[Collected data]
- - - - - - -
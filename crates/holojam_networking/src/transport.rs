//! # Transport Layer
//!
//! Socket setup for the two kinds of channel.
//!
//! ## Design
//!
//! - Receive sockets bind the channel port on every interface with address
//!   reuse, so several nodes on one machine can listen to the same tracker
//! - Receive sockets carry a read timeout; a worker never waits on the
//!   socket for longer than one poll interval before checking for a stop
//! - Send sockets bind an ephemeral port and only ever `send_to`

use std::io;
use std::net::{Ipv4Addr, SocketAddr, SocketAddrV4, UdpSocket};
use std::time::Duration;

use socket2::{Domain, Protocol, Socket, Type};

/// Outcome of one bounded socket read.
#[derive(Debug)]
pub enum RecvOutcome {
    /// A datagram of this many bytes was written into the buffer.
    Datagram(usize),
    /// The read timed out with nothing to deliver.
    Idle,
    /// The socket reported an error.
    Failed(io::Error),
}

/// A UDP socket bound to a channel port and joined to a multicast group.
#[derive(Debug)]
pub struct MulticastReceiver {
    socket: UdpSocket,
    local_addr: SocketAddr,
    joined: bool,
}

impl MulticastReceiver {
    /// Binds `0.0.0.0:port` with address reuse and the given read timeout.
    ///
    /// Failing to join `group` is not fatal: the socket still receives
    /// unicast datagrams sent to the port. Check [`Self::joined`].
    pub fn bind(port: u16, group: Ipv4Addr, read_timeout: Duration) -> io::Result<Self> {
        let socket = Socket::new(Domain::IPV4, Type::DGRAM, Some(Protocol::UDP))?;
        socket.set_reuse_address(true)?;
        socket.bind(&SocketAddrV4::new(Ipv4Addr::UNSPECIFIED, port).into())?;

        let socket: UdpSocket = socket.into();
        socket.set_read_timeout(Some(read_timeout))?;
        let local_addr = socket.local_addr()?;

        let joined = match socket.join_multicast_v4(&group, &Ipv4Addr::UNSPECIFIED) {
            Ok(()) => true,
            Err(e) => {
                tracing::warn!("join_multicast_v4({}) on port {} failed: {}", group, port, e);
                false
            }
        };

        Ok(Self { socket, local_addr, joined })
    }

    /// Returns the local address.
    #[must_use]
    pub const fn local_addr(&self) -> SocketAddr {
        self.local_addr
    }

    /// Returns true if the multicast group was joined.
    #[must_use]
    pub const fn joined(&self) -> bool {
        self.joined
    }

    /// Reads one datagram into `buf`, waiting at most the read timeout.
    ///
    /// A datagram longer than `buf` is cut short; pass one spare byte to
    /// tell a full buffer from an oversize datagram.
    pub fn recv(&self, buf: &mut [u8]) -> RecvOutcome {
        match self.socket.recv_from(buf) {
            Ok((len, _)) => RecvOutcome::Datagram(len),
            Err(e) if matches!(e.kind(), io::ErrorKind::WouldBlock | io::ErrorKind::TimedOut) => {
                RecvOutcome::Idle
            }
            Err(e) => RecvOutcome::Failed(e),
        }
    }
}

/// A UDP socket that sends every datagram to one collector.
#[derive(Debug)]
pub struct UnicastSender {
    socket: UdpSocket,
    destination: SocketAddr,
}

impl UnicastSender {
    /// Binds an ephemeral local port for sending to `destination`.
    pub fn bind(destination: SocketAddr) -> io::Result<Self> {
        let socket = UdpSocket::bind(SocketAddrV4::new(Ipv4Addr::UNSPECIFIED, 0))?;
        Ok(Self { socket, destination })
    }

    /// Returns the local address.
    pub fn local_addr(&self) -> io::Result<SocketAddr> {
        self.socket.local_addr()
    }

    /// Returns the collector address.
    #[must_use]
    pub const fn destination(&self) -> SocketAddr {
        self.destination
    }

    /// Sends one datagram to the collector.
    pub fn send(&self, data: &[u8]) -> io::Result<usize> {
        self.socket.send_to(data, self.destination)
    }
}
- - - - - - -
_YOUR GOAL_
Could you restate word for word the lines above, from the one that contains "use std::io;" through the one that contains "socket still receives", and no others?

_SOLUTION_
use std::io;
use std::net::{Ipv4Addr, SocketAddr, SocketAddrV4, UdpSocket};
use std::time::Duration;

use socket2::{Domain, Protocol, Socket, Type};

/// Outcome of one bounded socket read.
#[derive(Debug)]
pub enum RecvOutcome {
    /// A datagram of this many bytes was written into the buffer.
    Datagram(usize),
    /// The read timed out with nothing to deliver.
    Idle,
    /// The socket reported an error.
    Failed(io::Error),
}

/// A UDP socket bound to a channel port and joined to a multicast group.
#[derive(Debug)]
pub struct MulticastReceiver {
    socket: UdpSocket,
    local_addr: SocketAddr,
    joined: bool,
}

impl MulticastReceiver {
    /// Binds `0.0.0.0:port` with address reuse and the given read timeout.
    ///
    /// Failing to join `group` is not fatal: the socket still receives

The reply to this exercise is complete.